Created by the merger of Sandoz and CIBA, Novartis is involved in pharmaceutical products, health care and contact lenses; agribusiness, which includes crop protection, animal health and seeds; and nutrition.
At the June 24 press conference officially introducing Novartis, Henning Remmer, the company's general manager, said, "In the Slovak Republic, CIBA and Sandoz have been active for many years. We are aiming at creating a new company based on the best philosophies and best practices from the two former companies."
According to Remmer, Novartis aims to become the number one pharmaceutical company worldwide, a position they now share with Glaxo. Remmer added, "In the Slovak Republic, as I know the figures, we are the biggest international pharmaceutical company in the market."
Novartis does not, at least on a global basis, see Slovakofarma or other Slovak companies as their direct competitors. In fact, Slovakofarma manufactures several products for Novartis for the Slovak market.
Oriol Ros, the head country liaison for medicine, pointed out that Novartis, in essence, tied for number one in market share with Glaxo at 4.4 percent in 1995 and 1996. Hoechst, Bristol-Meyers, and American Home Products all trail in market share.
Outlining Novartis's strategy, Ros stated, "Two years ago, Novartis - CIBA at the time - started considering the possibility that if you want to have a leading position in the pharmaceutical sector, you need to have a big market share. And with less than three percent two years ago, this was impossible. The merger [allowed us to have] what we call a minimum critical mass and this minimum critical mass allows us to stay in first place with Glaxo."
According to a recent report from the independent analyst Merrill Lynch, projected sales figures for Novartis from 1996 to 2000 indicate an increase of 7.9 percent per year. The report also indicated that profit is expected to increase by 15.9 percent and, even more importantly, the return on sales are projected at a hefty 10 percent increase.
The total sales for the company for 1996 stands at 27 billion Swiss francs, 16 percent of which was invested in research and development, similar to its competitors.
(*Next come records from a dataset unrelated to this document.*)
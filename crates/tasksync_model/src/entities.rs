//! Categories, time blocks, pomodoro sessions, streak and chain data.

use crate::time::Timestamp;
use serde::{Deserialize, Serialize};
use serde_json::Value;
use std::collections::BTreeMap;

/// A task category with its subcategories.
///
/// Categories carry no modification timestamp, so a merge can only add them.
#[derive(Debug, Clone, PartialEq, Eq, Serialize, Deserialize)]
#[serde(rename_all = "camelCase")]
pub struct Category {
    /// Unique identifier.
    pub id: String,
    /// Display name.
    #[serde(default)]
    pub name: String,
    /// Display color (CSS color string).
    #[serde(default)]
    pub color: String,
    /// Subcategories belonging to this category.
    #[serde(default)]
    pub subcategories: Vec<Subcategory>,
}

impl Category {
    /// Creates a category without subcategories.
    pub fn new(id: impl Into<String>, name: impl Into<String>, color: impl Into<String>) -> Self {
        Self {
            id: id.into(),
            name: name.into(),
            color: color.into(),
            subcategories: Vec::new(),
        }
    }
}

/// A subcategory within a [`Category`].
#[derive(Debug, Clone, PartialEq, Eq, Serialize, Deserialize)]
#[serde(rename_all = "camelCase")]
pub struct Subcategory {
    /// Unique identifier.
    pub id: String,
    /// Display name.
    #[serde(default)]
    pub name: String,
    /// Owning category id.
    #[serde(default)]
    pub category_id: String,
}

/// A named span of days grouping a set of tasks.
///
/// `task_ids` has set semantics and never loses a member through a merge.
#[derive(Debug, Clone, PartialEq, Eq, Serialize, Deserialize)]
#[serde(rename_all = "camelCase")]
pub struct TimeBlock {
    /// Unique identifier.
    pub id: String,
    /// Display name.
    #[serde(default)]
    pub name: String,
    /// First day (`YYYY-MM-DD`).
    #[serde(default)]
    pub start_date: String,
    /// Last day (`YYYY-MM-DD`).
    #[serde(default)]
    pub end_date: String,
    /// Tasks scheduled in this block.
    #[serde(default)]
    pub task_ids: Vec<String>,
    /// Creation time.
    #[serde(default)]
    pub created_at: Timestamp,
}

impl TimeBlock {
    /// Creates an empty block.
    pub fn new(id: impl Into<String>, name: impl Into<String>, created_at: Timestamp) -> Self {
        Self {
            id: id.into(),
            name: name.into(),
            start_date: String::new(),
            end_date: String::new(),
            task_ids: Vec::new(),
            created_at,
        }
    }

    /// Returns true if the block contains the given task.
    pub fn contains(&self, task_id: &str) -> bool {
        self.task_ids.iter().any(|id| id == task_id)
    }
}

/// Pomodoro timer mode.
#[derive(Debug, Clone, Copy, PartialEq, Eq, Default, Serialize, Deserialize)]
#[serde(rename_all = "camelCase")]
pub enum PomodoroMode {
    /// Focus period.
    #[default]
    Work,
    /// Short pause between focus periods.
    ShortBreak,
    /// Long pause after several focus periods.
    LongBreak,
}

/// A recorded pomodoro session. Immutable once created.
#[derive(Debug, Clone, PartialEq, Eq, Serialize, Deserialize)]
#[serde(rename_all = "camelCase")]
pub struct PomodoroSession {
    /// Unique identifier.
    pub id: String,
    /// Session start.
    #[serde(default)]
    pub start_time: Timestamp,
    /// Session end.
    #[serde(default)]
    pub end_time: Timestamp,
    /// Timer mode.
    #[serde(default)]
    pub mode: PomodoroMode,
    /// Category the session was attributed to.
    #[serde(default, skip_serializing_if = "Option::is_none")]
    pub category_id: Option<String>,
}

/// Completion streak bookkeeping.
#[derive(Debug, Clone, PartialEq, Eq, Default, Serialize, Deserialize)]
#[serde(rename_all = "camelCase")]
pub struct StreakData {
    /// Days (`YYYY-MM-DD`) on which at least one task was completed.
    #[serde(default)]
    pub completion_dates: Vec<String>,
    /// Length of the streak ending today.
    #[serde(default)]
    pub current_streak: u32,
    /// Longest streak ever recorded.
    #[serde(default)]
    pub longest_streak: u32,
}

/// Chain templates, per-day chains and chain tasks.
///
/// Entries are opaque JSON objects keyed by id (or by date for `chains`).
#[derive(Debug, Clone, PartialEq, Default, Serialize, Deserialize)]
#[serde(rename_all = "camelCase")]
pub struct ChainData {
    /// Reusable chain templates.
    #[serde(default)]
    pub templates: BTreeMap<String, Value>,
    /// Chains instantiated per day.
    #[serde(default)]
    pub chains: BTreeMap<String, Value>,
    /// Tasks that only exist inside chains.
    #[serde(default)]
    pub chain_tasks: BTreeMap<String, Value>,
}

impl ChainData {
    /// Total number of entries across the three maps.
    pub fn len(&self) -> usize {
        self.templates.len() + self.chains.len() + self.chain_tasks.len()
    }

    /// Returns true if there are no entries.
    pub fn is_empty(&self) -> bool {
        self.len() == 0
    }
}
When questioned about the amount spent on research and development, Remmer stated, "It is one of our favorite topics because we know that with spendings of about 2.4 billion Swiss francs, we are the number one spending research company. We have big hopes for the future that these investments in research will also bring out products that are needed for the future. And that is our number one aim. This is a long-term investment for six to eight years from now." Current plans call for 29 launches of new products in the next three years.